Baeyer-Villiger is unique because it inserts O into a C-C bond predictably with retention of stereochemistry at the migrating carbon. Alternatives are limited. The Hooker oxidation with KMnO4 cleaves C-C bonds but gives carboxylic acid fragments rather than esters. Ozonolysis cleaves alkenes (not ketones) into two carbonyls. Dakin oxidation oxidizes aryl aldehydes/ketones to phenols using H2O2/base, but only when an electron-donating ortho/para group is present. Enzymatic Baeyer-Villiger monooxygenases (BVMOs) like cyclohexanone monooxygenase do the same chemistry asymmetrically with NADPH and O2 as oxidant — the only practical route to enantiopure chiral lactones from prochiral ketones. So Baeyer-Villiger fills a niche no other reaction does.
What real syntheses depend on Baeyer-Villiger oxidation?

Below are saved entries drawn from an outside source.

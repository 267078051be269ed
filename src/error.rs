use thiserror::Error;

pub type Result<T> = std::result::Result<T, Error>;

#[derive(Error, Debug, Clone, PartialEq)]
pub enum Error {
    #[error("display size must be positive, got {0}")]
    InvalidDisplaySize(u32),
    #[error("viewport must have a positive, finite area, got {width} x {height}")]
    InvalidRange { width: f64, height: f64 },
    #[error("plane coordinate ({real}, {imag}) is not finite")]
    NonFiniteCoordinate { real: f64, imag: f64 },
    #[error("zoom scale must be finite and greater than zero, got {0}")]
    InvalidScale(f64),
    #[error("pixel ({x}, {y}) lies outside the {size}x{size} display")]
    PixelOutOfBounds { x: u32, y: u32, size: u32 },
    #[error("could not start render workers: {0}")]
    ThreadPool(String),
    #[error("invalid configuration: {0}")]
    InvalidConfig(&'static str),
}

Caprolactone manufacture: cyclohexanone + peracetic acid → ε-caprolactone, used at ~50,000 ton/yr globally to make polycaprolactone biodegradable polymers (medical sutures, drug-delivery matrices). Caprolactam manufacture (Beckmann rearrangement of cyclohexanone oxime is the dominant route, but BV is used in some hybrid processes) → nylon-6, ~5 million ton/yr. Estradiol total synthesis (Bayer): a ring-expansion BV converts a cyclopentanone to a δ-valerolactone in the steroid D-ring. Bayliss-Hillman natural products and pheromone syntheses commonly use BV to install esters at retained stereogenic centers. The Mukaiyama-Isayama enzymatic BV is used commercially for chiral lactone fragrances by Givaudan and Firmenich.
Why does the migrating group retain its stereochemistry?
Because the migration is concerted with retention — the migrating carbon never separates from its substituents. In the transition state, the C-C bond breaks and the C-O bond forms on the same face of the migrating carbon (front-side attack), so a stereogenic center at the migrating carbon retains its configuration. Mislow's classic experiment in 1957 oxidized (+)-3-methylcyclohexanone with optically pure peracid and showed the resulting lactone had the methyl group at the position with retained absolute configuration. This is a major synthetic advantage: enantiopure ketones from chiral pool starting materials (terpenes, steroids, sugars) give enantiopure lactones in one step, with no racemization. Combined with BVMO enzymes that desymmetrize prochiral ketones, this makes Baeyer-Villiger the entry point to whole families of chiral lactones.